If you’re relying on the same loyal group to keep your store going, and your numbers are starting to slide, it’s probably time to do something most business owners put off as long as possible:
Go get new customers.
Now before your brain spirals into “I don’t have time,” or “ads are expensive,” or “I have no idea how to do that,” stay with me. This post is going to walk you through a simple, repeatable plan for customer acquisition—and how to know when it’s actually the right time to make that shift.
Let’s start there.
Is it time to focus on new customers?
This is one of the most common questions store owners ask me. The easiest way to find out is by checking your Shopify dashboard and looking at your Returning Customer Rate.
If about 30–40% of your orders are from returning customers, you’re in a great place. That means your retention strategy is working and your existing customers are coming back—which is amazing.

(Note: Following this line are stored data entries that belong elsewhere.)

//! # corpus_compare
//!
//! Word-frequency comparison of two document collections.
//!
//! The pipeline runs in stages, each persisting its output so later stages can
//! be re-run on their own:
//!
//! 1. [`read_docterms`] + [`build_frequency_tables`]: raw counts and relative
//!    frequencies per document.
//! 2. [`aggregate()`]: `total_count` per word, rows sorted by it, corpus mean.
//! 3. [`match_vocabulary`]: threshold filtering and the shared vocabulary.
//! 4. [`run_significance_test`]: a Wilcoxon rank-sum test per vocabulary
//!    word, written row by row to the results CSV.
//!
//! Progress is reported as [`Event`]s through a caller-supplied [`Reporter`].

use std::path::{Path, PathBuf};

pub mod aggregate;
pub mod docterms;
pub mod error;
pub mod events;
pub mod frequency;
pub mod report;
pub mod select;
pub mod stats;
pub mod table;
pub mod table_io;
pub mod vocabulary;

pub use aggregate::{CorpusSummary, CorpusTable, RawTable, aggregate};
pub use docterms::{DocTermRecord, read_docterms};
pub use error::{CompareError, Result};
pub use events::{Event, JsonLinesReporter, LogReporter, Reporter};
pub use frequency::{FrequencyTables, Normalization, build_frequency_tables};
pub use report::{
    ComparisonInputs, ReportRow, ReportSummary, run_significance_test, write_report,
};
pub use select::{sample_documents, select_documents};
pub use table::WordTable;
pub use vocabulary::{MatchedCorpora, Vocabulary, match_vocabulary};

/// Options of the table-building stages.
#[derive(Debug, Clone, Copy, Default, PartialEq, Eq)]
pub struct CompareOptions {
    /// Minimum `total_count` a word needs to stay in a corpus' vocabulary.
    /// `None` keeps every word.
    pub threshold: Option<u64>,
    pub normalization: Normalization,
}

/// Locations of the persisted artifacts.
#[derive(Debug, Clone, PartialEq, Eq)]
pub struct WorkspacePaths {
    pub c1_relative: PathBuf,
    pub c2_relative: PathBuf,
    pub c1_raw: PathBuf,
    pub c2_raw: PathBuf,
    pub vocabulary: PathBuf,
    pub results: PathBuf,
}

impl WorkspacePaths {
    /// Standard file names inside `dir`.
    pub fn in_dir(dir: &Path) -> Self {
        Self {
            c1_relative: dir.join("c1_relative.csv"),
            c2_relative: dir.join("c2_relative.csv"),
            c1_raw: dir.join("c1_raw.csv"),
            c2_raw: dir.join("c2_raw.csv"),
            vocabulary: dir.join("vocab.txt"),
            results: dir.join("results.csv"),
        }
    }

    pub fn with_results(mut self, results: PathBuf) -> Self {
        self.results = results;
        self
    }
}

/// Reads one document-term file and aggregates it into a [`CorpusTable`].
pub fn load_corpus(
    label: &str,
    docterms: &Path,
    normalization: Normalization,
    reporter: &mut dyn Reporter,
) -> Result<CorpusTable> {
    let records = read_docterms(docterms)?;
    let tables = build_frequency_tables(&records, normalization);
    reporter.report(Event::CorpusLoaded {
        label: label.to_owned(),
        documents: records.len(),
        words: tables.raw.len(),
    });
    let (corpus, _) = aggregate(label, tables, reporter)?;
    Ok(corpus)
}

fn saved(path: &Path, reporter: &mut dyn Reporter) {
    reporter.report(Event::FileWritten {
        path: path.to_path_buf(),
    });
}

/// Persists both filtered corpora and the vocabulary.
pub fn save_matched(
    matched: &MatchedCorpora,
    paths: &WorkspacePaths,
    reporter: &mut dyn Reporter,
) -> Result<()> {
    table_io::write_relative_table(&paths.c1_relative, &matched.c1.relative)?;
    saved(&paths.c1_relative, reporter);
    table_io::write_relative_table(&paths.c2_relative, &matched.c2.relative)?;
    saved(&paths.c2_relative, reporter);
    table_io::write_raw_table(&paths.c1_raw, &matched.c1.raw)?;
    saved(&paths.c1_raw, reporter);
    table_io::write_raw_table(&paths.c2_raw, &matched.c2.raw)?;
    saved(&paths.c2_raw, reporter);
    table_io::write_word_list(&paths.vocabulary, matched.vocabulary.iter())?;
    saved(&paths.vocabulary, reporter);
    Ok(())
}

/// Builds, aggregates, filters and persists both corpora.
pub fn prepare_comparison(
    c1_docterms: &Path,
    c2_docterms: &Path,
    paths: &WorkspacePaths,
    options: &CompareOptions,
    reporter: &mut dyn Reporter,
) -> Result<MatchedCorpora> {
    let c1 = load_corpus("c1", c1_docterms, options.normalization, reporter)?;
    let c2 = load_corpus("c2", c2_docterms, options.normalization, reporter)?;
    let matched = match_vocabulary(&c1, &c2, options.threshold, reporter);
    save_matched(&matched, paths, reporter)?;
    Ok(matched)
}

But once your returning customer rate creeps above 40%, it’s time to shift gears.
“When you get over 40% [returning customers], I think it’s actually urgent that you focus hard on getting new customers.”
That doesn’t mean you stop serving your existing customers. It just means you stop relying on them to drive your growth. At some point, your audience becomes a well you’ve tapped too many times. And if you want to increase your sales, you need more people entering the funnel.

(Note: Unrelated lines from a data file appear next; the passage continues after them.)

//! Progress and summary notifications.
//!
//! Pipeline stages never print. They hand [`Event`] values to a caller-supplied
//! [`Reporter`], which decides how (and whether) to render them.

use std::fmt;
use std::io::Write;
use std::path::PathBuf;

use log::{debug, info, warn};
use serde::Serialize;

#[derive(Debug, Clone, PartialEq, Serialize)]
#[serde(tag = "event", rename_all = "snake_case")]
pub enum Event {
    CorpusLoaded {
        label: String,
        documents: usize,
        words: usize,
    },
    CorpusSummary {
        label: String,
        documents: usize,
        words: usize,
        mean_total_count: f64,
    },
    VocabularyFiltered {
        label: String,
        threshold: Option<u64>,
        retained: usize,
    },
    VocabularyMatched {
        words: usize,
    },
    FileWritten {
        path: PathBuf,
    },
    DegenerateWord {
        word: String,
        reason: String,
    },
    DocumentsSelected {
        requested: usize,
        selected: usize,
        path: PathBuf,
    },
    TestComplete {
        rows: usize,
        degenerate: usize,
        path: PathBuf,
    },
}

impl fmt::Display for Event {
    fn fmt(&self, f: &mut fmt::Formatter<'_>) -> fmt::Result {
        match self {
            Event::CorpusLoaded {
                label,
                documents,
                words,
            } => write!(f, "{label}: loaded {documents} documents, {words} distinct words"),
            Event::CorpusSummary {
                label,
                mean_total_count,
                ..
            } => write!(f, "Average total word count for {label}: {mean_total_count}"),
            Event::VocabularyFiltered {
                label,
                threshold: Some(t),
                retained,
            } => write!(f, "Words in {label} (total_count >= {t}): {retained}"),
            Event::VocabularyFiltered {
                label,
                threshold: None,
                retained,
            } => write!(f, "Words in {label}: {retained}"),
            Event::VocabularyMatched { words } => write!(f, "Vocabulary list: {words} words"),
            Event::FileWritten { path } => write!(f, "Saved {}", path.display()),
            Event::DegenerateWord { word, reason } => {
                write!(f, "Rank-sum test not computable for {word:?}: {reason}")
            }
            Event::DocumentsSelected {
                requested,
                selected,
                path,
            } => write!(
                f,
                "Selected {selected} of {requested} requested documents into {}",
                path.display()
            ),
            Event::TestComplete {
                rows,
                degenerate,
                path,
            } => write!(
                f,
                "Test complete: {rows} rows ({degenerate} with sentinel values) written to {}",
                path.display()
            ),
        }
    }
}

/// Receives notifications from the pipeline.
pub trait Reporter {
    fn report(&mut self, event: Event);
}

/// Collects events in memory.
impl Reporter for Vec<Event> {
    fn report(&mut self, event: Event) {
        self.push(event);
    }
}

/// Renders events through the `log` facade.
#[derive(Debug, Default, Clone, Copy)]
pub struct LogReporter;

impl Reporter for LogReporter {
    fn report(&mut self, event: Event) {
        match event {
            Event::DegenerateWord { .. } => debug!("{event}"),
            _ => info!("{event}"),
        }
    }
}

/// Writes each event as one JSON object per line.
pub struct JsonLinesReporter<W: Write> {
    out: W,
}

impl<W: Write> JsonLinesReporter<W> {
    pub fn new(out: W) -> Self {
        Self { out }
    }

    pub fn into_inner(self) -> W {
        self.out
    }
}

impl<W: Write> Reporter for JsonLinesReporter<W> {
    fn report(&mut self, event: Event) {
        let written = serde_json::to_writer(&mut self.out, &event)
            .map_err(std::io::Error::from)
            .and_then(|_| self.out.write_all(b"\n"));
        if let Err(e) = written {
            warn!("Could not write event: {e}");
        }
    }
}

Choose one product to promote
One of the biggest mistakes I see people make when trying to attract new customers is that they try to sell everything. All the products. All at once.
It doesn’t work.
Instead, pick one product to promote—something you know people love, something easy to understand, something giftable or entry-level or just really good. This could be your best-seller, a bundle of related products, or even a curated “starter set” made up of existing items.
And then?
Focus all your marketing around that one product.
“Whatever I shine a light on and focus on is what people buy.”

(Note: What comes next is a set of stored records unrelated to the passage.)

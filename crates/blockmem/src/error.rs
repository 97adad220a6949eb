//! Error types for block memory operations.

use std::io;

use thiserror::Error;

/// Errors that can occur while allocating, accessing or persisting block memory.
#[derive(Debug, Error)]
pub enum BlockMemoryError {
    /// The allocator could not provide storage of the requested size.
    ///
    /// The container keeps the state it had before the failing call.
    #[error("failed to allocate {size} bytes")]
    AllocationFailure {
        /// Number of bytes requested from the allocator.
        size: usize,
    },

    /// A checked access would read or write past the current block or
    /// past the logical length. Nothing was mutated.
    #[error("access of {size} bytes at item {index} is out of range ({available} bytes available)")]
    OutOfRange {
        /// Logical item index of the access.
        index: usize,
        /// Number of bytes the access needed.
        size: usize,
        /// Number of bytes that were actually addressable.
        available: usize,
    },

    /// Underlying file open/read/write/seek failure.
    #[error("i/o error: {0}")]
    Io(#[from] io::Error),

    /// Malformed hex input. Nothing was written into the destination.
    #[error("invalid hex input: {reason}")]
    InvalidHex {
        /// Human-readable description of what was wrong with the input.
        reason: String,
    },
}

impl BlockMemoryError {
    pub(crate) fn invalid_hex(reason: impl Into<String>) -> Self {
        Self::InvalidHex {
            reason: reason.into(),
        }
    }
}

/// Result alias used throughout the crate.
pub type Result<T> = std::result::Result<T, BlockMemoryError>;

You’re not trying to sell your whole store. You’re inviting new people into your world through a single, compelling entry point.
Build a simple system to promote it
Once you’ve picked your product, the next step is to build a marketing plan around it. And don’t worry—it doesn’t have to be complicated. You just want to make sure you’re showing the product to new people regularly, and giving them multiple ways to see, understand, and trust it.
Here’s what that might look like:
- Create a short brand-style video focused just on this product, and run inexpensive video view ads to build awareness.
- Run a review ad (if you’re using JudgeMe, you can do this right inside the platform) using your best social proof.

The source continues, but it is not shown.